There are major differences that separate base pay from incentive pay. Some employers may choose to offer compensation as base pay only, while others offer base pay plus incentive pay. This is often the case for professional sales positions for example. Base pay is the rate of monetary compensation given from employer to employee not including overtime or bonuses. Incentive pay, (which for the scope of this paper has been designated lump sum bonuses paid annually) is a monetary gift provided to an employee based on performance. It can be used as a way to entice the employee to continue delivering positive results. (businessdictonary.com)
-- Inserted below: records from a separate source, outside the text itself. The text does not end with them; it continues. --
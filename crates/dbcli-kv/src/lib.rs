//! Key-value side of the dbcli administration tools.
//!
//! Values in a typed key-value store carry no JSON type information of their
//! own: a list of numbers and a list of numeric strings read back the same.
//! This crate marshals between stored values and editable JSON by always
//! consulting the store's type name for a key and letting that tag direct
//! both decoding and encoding.
//!
//! # Modules
//!
//! - [`decode`] -- raw store values to JSON, all or nothing
//! - [`registry`] -- [`ValueTag`], canonical shapes, scaffolds, type resolution
//! - [`encode`] -- shape check and single-primitive write per tag
//! - [`session`] -- [`EditSession`] state machine and [`add_key`]
//! - [`batch`] -- bulk add of sniffed entries in one batch
//! - [`convert`] -- list to set and hash to sorted set
//! - [`render`] -- `show-db` lines and key listing
//! - [`glob`] -- key pattern matching
//!
//! # Storage Backends
//!
//! All backends implement the [`KeyValueStore`] trait:
//!
//! - [`InMemoryKeyValueStore`] -- `BTreeMap` behind an `RwLock`, for tests
//! - [`FileKeyValueStore`] -- the in-memory store persisted to a JSON snapshot
//!
//! # Rules
//!
//! 1. Malformed JSON input never reaches the store.
//! 2. An edit is validated against the key's original type before the old
//!    value is deleted.
//! 3. Every command takes its store handle explicitly.

pub mod batch;
pub mod convert;
pub mod decode;
pub mod encode;
pub mod error;
pub mod file;
pub mod glob;
pub mod memory;
pub mod raw;
pub mod registry;
pub mod render;
pub mod session;
pub mod traits;

pub use batch::{add_data, run_add_data};
pub use convert::{to_set, to_zset};
pub use decode::decode;
pub use encode::{normalize, write, TypedValue};
pub use error::{DecodeError, KvError, KvResult, StoreError, StoreResult};
pub use file::FileKeyValueStore;
pub use memory::InMemoryKeyValueStore;
pub use raw::RawValue;
pub use registry::{resolve_tag, scaffold_for, shape_for, CanonicalShape, ValueTag};
pub use render::{list_keys, show_db, show_value};
pub use session::{add_key, to_pretty_json, EditSession, SessionState};
pub use traits::{Batch, BatchOp, KeyValueStore};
From the employees perspective base pay offers economic security. They know the amount they will be paid and the expected hours they will work. This makes it easier for employees to budget effectively in their personal lives and provides consistency in income. Base pay allows an organization to budget effectively as well. The organization can forecast labor costs easily. It promotes consistency in pay rates for similar positions throughout an organization which can be seen as a benefit to both employer and employee. Inconsistency in pay rates for equal or similar positions can become a problem when employees discuss pay amount themselves, and a headache for HR and finance offices to keep track of. Base pay is much easier for employers to administer and allows pay progressions to be clearly mapped out. (Towers,2010). Employers who chose to pay only base pay may choose to increase employees pay based on set mile stones, such as after a 90 day trial period ,or longevity within a position.
Incentive pay is an excellent way to increase employee moral by giving monetary incentive and motivation to reach set goals. A company may choose the amount of the lump sum bonus based on position or longevity which can save some money as new employees may receive less than long term employees. It often shows the employee that their hard work is recognized and appreciated. However if the incentive pay is not equal across the board it could spark issues of jealousy and cause some employees to question fairness. Employers will need to determine what measures it will use to determine bonuses and bonus levels. Many chose to do this based on the achievement of specific goals, such as individual or company performance.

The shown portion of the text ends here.